■ **Information**
▽
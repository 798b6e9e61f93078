//! Ordered maps and multimaps.
//!
//! A map stores `(key, mapped)` pairs ordered by the key alone ([`First`]
//! projection). Keys are never handed out mutably, so the order cannot be
//! broken through the map; mapped values can be changed freely.

use std::borrow::Borrow;
use std::cmp::Ordering;
use std::fmt;
use std::hash::{Hash, Hasher};
use std::iter::FusedIterator;
use std::ops::{Deref, DerefMut, Index, RangeBounds};

use crate::balance::{Avl, Balance, RedBlack, Treap};
use crate::compare::{Compare, First, Natural};
use crate::iter::{IntoIter, Iter, Position, Range};
use crate::GenericTree;

/// An ordered map (`UNIQUE = true`) or multimap (`UNIQUE = false`).
pub struct MapAdapter<K, V, C, P: Balance, const UNIQUE: bool> {
	tree: GenericTree<(K, V), First, C, P, UNIQUE>,
}

/// Ordered map with unique keys; red-black balanced unless `P` says otherwise.
pub type OrderedMap<K, V, C = Natural, P = RedBlack> = MapAdapter<K, V, C, P, true>;

/// Ordered map that keeps every entry, in insertion order among equal keys.
pub type OrderedMultiMap<K, V, C = Natural, P = RedBlack> = MapAdapter<K, V, C, P, false>;

/// AVL-balanced ordered map.
pub type AvlMap<K, V, C = Natural> = MapAdapter<K, V, C, Avl, true>;

/// Red-black balanced ordered map.
pub type RbMap<K, V, C = Natural> = MapAdapter<K, V, C, RedBlack, true>;

/// Treap-balanced ordered map.
pub type TreapMap<K, V, C = Natural> = MapAdapter<K, V, C, Treap, true>;

impl<K, V, C, P: Balance, const UNIQUE: bool> MapAdapter<K, V, C, P, UNIQUE> {
	/// Makes a new, empty map.
	pub fn new() -> Self
	where
		C: Default,
	{
		MapAdapter { tree: GenericTree::new() }
	}

	/// Makes a new, empty map ordered by `cmp`.
	pub fn with_comparator(cmp: C) -> Self {
		MapAdapter { tree: GenericTree::with_comparator(cmp) }
	}

	/// Unwraps the underlying tree.
	pub fn into_tree(self) -> GenericTree<(K, V), First, C, P, UNIQUE> {
		self.tree
	}

	/// The entry at `pos`, or `None` for `End` or a stale position.
	pub fn entry_at(&self, pos: Position) -> Option<(&K, &V)> {
		self.tree.value_at(pos).map(|(k, v)| (k, v))
	}

	/// The mapped value at `pos`, mutably.
	pub fn value_at_mut(&mut self, pos: Position) -> Option<&mut V> {
		self.tree.value_at_mut(pos).map(|(_, v)| v)
	}

	/// An iterator over the entries, in key order.
	pub fn iter(&self) -> MapIter<'_, K, V, P::Meta> {
		MapIter { inner: self.tree.iter() }
	}

	/// An iterator over the keys, in order.
	pub fn keys(&self) -> Keys<'_, K, V, P::Meta> {
		Keys { inner: self.tree.iter() }
	}

	/// An iterator over the mapped values, in key order.
	pub fn values(&self) -> Values<'_, K, V, P::Meta> {
		Values { inner: self.tree.iter() }
	}

	/// The entry with the minimum key.
	pub fn first_key_value(&self) -> Option<(&K, &V)> {
		self.tree.first().map(|(k, v)| (k, v))
	}

	/// The entry with the maximum key.
	pub fn last_key_value(&self) -> Option<(&K, &V)> {
		self.tree.last().map(|(k, v)| (k, v))
	}

	/// Keeps only the entries for which `f` returns `true`. `f` may update the
	/// mapped value of the entries it keeps.
	pub fn retain<F>(&mut self, mut f: F)
	where
		F: FnMut(&K, &mut V) -> bool,
	{
		self.tree.retain_mut(|(k, v)| f(k, v));
	}
}

impl<K, V, C, P, const UNIQUE: bool> MapAdapter<K, V, C, P, UNIQUE>
where
	C: Compare<K>,
	P: Balance,
{
	/// Inserts `key` with `value`.
	///
	/// Under the unique policy an existing entry for `key` is left as it was:
	/// the call returns that entry's position and `false`, and drops `value`.
	/// See [`insert_or_assign`](Self::insert_or_assign) to overwrite.
	pub fn insert(&mut self, key: K, value: V) -> (Position, bool) {
		self.tree.insert((key, value))
	}

	/// Inserts `key` with `value`, overwriting the mapped value of an existing
	/// entry under the unique policy. Returns the entry's position and whether
	/// a new entry was created.
	///
	/// ```
	/// use yewtree::OrderedMap;
	///
	/// let mut map: OrderedMap<&str, i32> = OrderedMap::new();
	/// map.insert("a", 1);
	/// let (_, created) = map.insert_or_assign("a", 2);
	/// assert!(!created);
	/// assert_eq!(map.get("a"), Some(&2));
	/// ```
	pub fn insert_or_assign(&mut self, key: K, value: V) -> (Position, bool) {
		if UNIQUE {
			if let Some(id) = self.tree.find(&key).node() {
				self.tree.value_mut(id).1 = value;
				return (Position::At(id), false);
			}
		}
		self.tree.insert((key, value))
	}

	/// The mapped value for `key`, inserting `f()` first if `key` is absent.
	pub fn get_or_insert_with<F>(&mut self, key: K, f: F) -> &mut V
	where
		F: FnOnce() -> V,
	{
		let id = match self.tree.find(&key).node() {
			Some(id) => id,
			None => self.tree.insert_node((key, f())).0,
		};
		&mut self.tree.value_mut(id).1
	}

	/// The mapped value for the first entry with key `key`.
	pub fn get<Q>(&self, key: &Q) -> Option<&V>
	where
		K: Borrow<Q>,
		C: Compare<Q>,
		Q: ?Sized,
	{
		self.tree.get(key).map(|(_, v)| v)
	}

	/// The mapped value for the first entry with key `key`, mutably.
	pub fn get_mut<Q>(&mut self, key: &Q) -> Option<&mut V>
	where
		K: Borrow<Q>,
		C: Compare<Q>,
		Q: ?Sized,
	{
		let pos = self.tree.find(key);
		self.value_at_mut(pos)
	}

	/// The stored key and mapped value for `key`.
	pub fn get_key_value<Q>(&self, key: &Q) -> Option<(&K, &V)>
	where
		K: Borrow<Q>,
		C: Compare<Q>,
		Q: ?Sized,
	{
		self.tree.get(key).map(|(k, v)| (k, v))
	}

	/// Returns `true` if an entry with key `key` exists.
	pub fn contains_key<Q>(&self, key: &Q) -> bool
	where
		K: Borrow<Q>,
		C: Compare<Q>,
		Q: ?Sized,
	{
		self.tree.contains(key)
	}

	/// Removes the first entry with key `key` and returns its mapped value.
	pub fn remove<Q>(&mut self, key: &Q) -> Option<V>
	where
		K: Borrow<Q>,
		C: Compare<Q>,
		Q: ?Sized,
	{
		self.tree.remove(key).map(|(_, v)| v)
	}

	/// Removes the first entry with key `key` and returns it.
	pub fn remove_entry<Q>(&mut self, key: &Q) -> Option<(K, V)>
	where
		K: Borrow<Q>,
		C: Compare<Q>,
		Q: ?Sized,
	{
		self.tree.remove(key)
	}

	/// An iterator over the entries whose keys fall in `range`.
	pub fn range<Q, R>(&self, range: R) -> MapRange<'_, K, V, P::Meta>
	where
		K: Borrow<Q>,
		C: Compare<Q>,
		Q: ?Sized,
		R: RangeBounds<Q>,
	{
		MapRange { inner: self.tree.range(range) }
	}
}

impl<K, V, C, P: Balance, const UNIQUE: bool> Deref for MapAdapter<K, V, C, P, UNIQUE> {
	type Target = GenericTree<(K, V), First, C, P, UNIQUE>;

	fn deref(&self) -> &Self::Target {
		&self.tree
	}
}

impl<K, V, C, P: Balance, const UNIQUE: bool> DerefMut for MapAdapter<K, V, C, P, UNIQUE> {
	fn deref_mut(&mut self) -> &mut Self::Target {
		&mut self.tree
	}
}

impl<K, V, C, P: Balance, const UNIQUE: bool> From<GenericTree<(K, V), First, C, P, UNIQUE>>
	for MapAdapter<K, V, C, P, UNIQUE>
{
	fn from(tree: GenericTree<(K, V), First, C, P, UNIQUE>) -> Self {
		MapAdapter { tree }
	}
}

impl<K, V, C, P, Q, const UNIQUE: bool> Index<&Q> for MapAdapter<K, V, C, P, UNIQUE>
where
	K: Borrow<Q>,
	C: Compare<K> + Compare<Q>,
	P: Balance,
	Q: ?Sized,
{
	type Output = V;

	/// # Panics
	///
	/// Panics if the key is not present.
	fn index(&self, key: &Q) -> &V {
		match self.get(key) {
			Some(value) => value,
			None => panic!("key not found in map"),
		}
	}
}

impl<K, V, C: Default, P: Balance, const UNIQUE: bool> Default for MapAdapter<K, V, C, P, UNIQUE> {
	fn default() -> Self {
		MapAdapter { tree: GenericTree::default() }
	}
}

impl<K: Clone, V: Clone, C: Clone, P: Balance, const UNIQUE: bool> Clone for MapAdapter<K, V, C, P, UNIQUE> {
	fn clone(&self) -> Self {
		MapAdapter { tree: self.tree.clone() }
	}

	fn clone_from(&mut self, source: &Self) {
		self.tree.clone_from(&source.tree);
	}
}

impl<K, V, C, P, const UNIQUE: bool> FromIterator<(K, V)> for MapAdapter<K, V, C, P, UNIQUE>
where
	C: Compare<K> + Default,
	P: Balance,
{
	fn from_iter<I: IntoIterator<Item = (K, V)>>(iter: I) -> Self {
		MapAdapter { tree: GenericTree::from_iter(iter) }
	}
}

impl<K, V, C, P, const UNIQUE: bool, const N: usize> From<[(K, V); N]> for MapAdapter<K, V, C, P, UNIQUE>
where
	C: Compare<K> + Default,
	P: Balance,
{
	fn from(entries: [(K, V); N]) -> Self {
		entries.into_iter().collect()
	}
}

impl<K, V, C, P, const UNIQUE: bool> Extend<(K, V)> for MapAdapter<K, V, C, P, UNIQUE>
where
	C: Compare<K>,
	P: Balance,
{
	fn extend<I: IntoIterator<Item = (K, V)>>(&mut self, iter: I) {
		self.tree.extend(iter);
	}
}

impl<K, V, C, P: Balance, const UNIQUE: bool> IntoIterator for MapAdapter<K, V, C, P, UNIQUE> {
	type Item = (K, V);
	type IntoIter = IntoIter<(K, V)>;

	fn into_iter(self) -> IntoIter<(K, V)> {
		self.tree.into_iter()
	}
}

impl<'a, K, V, C, P: Balance, const UNIQUE: bool> IntoIterator for &'a MapAdapter<K, V, C, P, UNIQUE> {
	type Item = (&'a K, &'a V);
	type IntoIter = MapIter<'a, K, V, P::Meta>;

	fn into_iter(self) -> Self::IntoIter {
		self.iter()
	}
}

impl<K: PartialEq, V: PartialEq, C, P: Balance, const UNIQUE: bool> PartialEq
	for MapAdapter<K, V, C, P, UNIQUE>
{
	fn eq(&self, other: &Self) -> bool {
		self.tree == other.tree
	}
}

impl<K: Eq, V: Eq, C, P: Balance, const UNIQUE: bool> Eq for MapAdapter<K, V, C, P, UNIQUE> {}

impl<K: PartialOrd, V: PartialOrd, C, P: Balance, const UNIQUE: bool> PartialOrd
	for MapAdapter<K, V, C, P, UNIQUE>
{
	fn partial_cmp(&self, other: &Self) -> Option<Ordering> {
		self.tree.partial_cmp(&other.tree)
	}
}

impl<K: Ord, V: Ord, C, P: Balance, const UNIQUE: bool> Ord for MapAdapter<K, V, C, P, UNIQUE> {
	fn cmp(&self, other: &Self) -> Ordering {
		self.tree.cmp(&other.tree)
	}
}

impl<K: Hash, V: Hash, C, P: Balance, const UNIQUE: bool> Hash for MapAdapter<K, V, C, P, UNIQUE> {
	fn hash<H: Hasher>(&self, state: &mut H) {
		self.tree.hash(state);
	}
}

impl<K: fmt::Debug, V: fmt::Debug, C, P: Balance, const UNIQUE: bool> fmt::Debug
	for MapAdapter<K, V, C, P, UNIQUE>
{
	fn fmt(&self, f: &mut fmt::Formatter<'_>) -> fmt::Result {
		f.debug_map().entries(self.iter()).finish()
	}
}

// ===========================================================================
// Iterators
// ===========================================================================

/// Iterator over `(&key, &mapped)` in key order.
pub struct MapIter<'a, K, V, M> {
	inner: Iter<'a, (K, V), M>,
}

/// Iterator over a key range of a map.
pub struct MapRange<'a, K, V, M> {
	inner: Range<'a, (K, V), M>,
}

/// Iterator over the keys of a map.
pub struct Keys<'a, K, V, M> {
	inner: Iter<'a, (K, V), M>,
}

/// Iterator over the mapped values of a map.
pub struct Values<'a, K, V, M> {
	inner: Iter<'a, (K, V), M>,
}

impl<'a, K, V, M> Iterator for MapIter<'a, K, V, M> {
	type Item = (&'a K, &'a V);

	#[inline]
	fn next(&mut self) -> Option<(&'a K, &'a V)> {
		self.inner.next().map(|entry| (&entry.0, &entry.1))
	}

	#[inline]
	fn size_hint(&self) -> (usize, Option<usize>) {
		self.inner.size_hint()
	}
}

impl<'a, K, V, M> DoubleEndedIterator for MapIter<'a, K, V, M> {
	#[inline]
	fn next_back(&mut self) -> Option<(&'a K, &'a V)> {
		self.inner.next_back().map(|entry| (&entry.0, &entry.1))
	}
}

impl<K, V, M> ExactSizeIterator for MapIter<'_, K, V, M> {}

impl<K, V, M> FusedIterator for MapIter<'_, K, V, M> {}

impl<'a, K, V, M> Iterator for MapRange<'a, K, V, M> {
	type Item = (&'a K, &'a V);

	#[inline]
	fn next(&mut self) -> Option<(&'a K, &'a V)> {
		self.inner.next().map(|entry| (&entry.0, &entry.1))
	}

	#[inline]
	fn size_hint(&self) -> (usize, Option<usize>) {
		self.inner.size_hint()
	}
}

impl<'a, K, V, M> DoubleEndedIterator for MapRange<'a, K, V, M> {
	#[inline]
	fn next_back(&mut self) -> Option<(&'a K, &'a V)> {
		self.inner.next_back().map(|entry| (&entry.0, &entry.1))
	}
}

impl<K, V, M> FusedIterator for MapRange<'_, K, V, M> {}

impl<'a, K, V, M> Iterator for Keys<'a, K, V, M> {
	type Item = &'a K;

	#[inline]
	fn next(&mut self) -> Option<&'a K> {
		self.inner.next().map(|entry| &entry.0)
	}

	#[inline]
	fn size_hint(&self) -> (usize, Option<usize>) {
		self.inner.size_hint()
	}
}

impl<'a, K, V, M> DoubleEndedIterator for Keys<'a, K, V, M> {
	#[inline]
	fn next_back(&mut self) -> Option<&'a K> {
		self.inner.next_back().map(|entry| &entry.0)
	}
}

impl<K, V, M> ExactSizeIterator for Keys<'_, K, V, M> {}

impl<K, V, M> FusedIterator for Keys<'_, K, V, M> {}

impl<'a, K, V, M> Iterator for Values<'a, K, V, M> {
	type Item = &'a V;

	#[inline]
	fn next(&mut self) -> Option<&'a V> {
		self.inner.next().map(|entry| &entry.1)
	}

	#[inline]
	fn size_hint(&self) -> (usize, Option<usize>) {
		self.inner.size_hint()
	}
}

impl<'a, K, V, M> DoubleEndedIterator for Values<'a, K, V, M> {
	#[inline]
	fn next_back(&mut self) -> Option<&'a V> {
		self.inner.next_back().map(|entry| &entry.1)
	}
}

impl<K, V, M> ExactSizeIterator for Values<'_, K, V, M> {}

impl<K, V, M> FusedIterator for Values<'_, K, V, M> {}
△
■ **Activity**
Quote the records above exactly, from the first line through the line containing "use crate::GenericTree;", and nothing more.

■ **Task answer**
repository 798b6e9e61f93078
//! Ordered maps and multimaps.
//!
//! A map stores `(key, mapped)` pairs ordered by the key alone ([`First`]
//! projection). Keys are never handed out mutably, so the order cannot be
//! broken through the map; mapped values can be changed freely.

use std::borrow::Borrow;
use std::cmp::Ordering;
use std::fmt;
use std::hash::{Hash, Hasher};
use std::iter::FusedIterator;
use std::ops::{Deref, DerefMut, Index, RangeBounds};

use crate::balance::{Avl, Balance, RedBlack, Treap};
use crate::compare::{Compare, First, Natural};
use crate::iter::{IntoIter, Iter, Position, Range};
use crate::GenericTree;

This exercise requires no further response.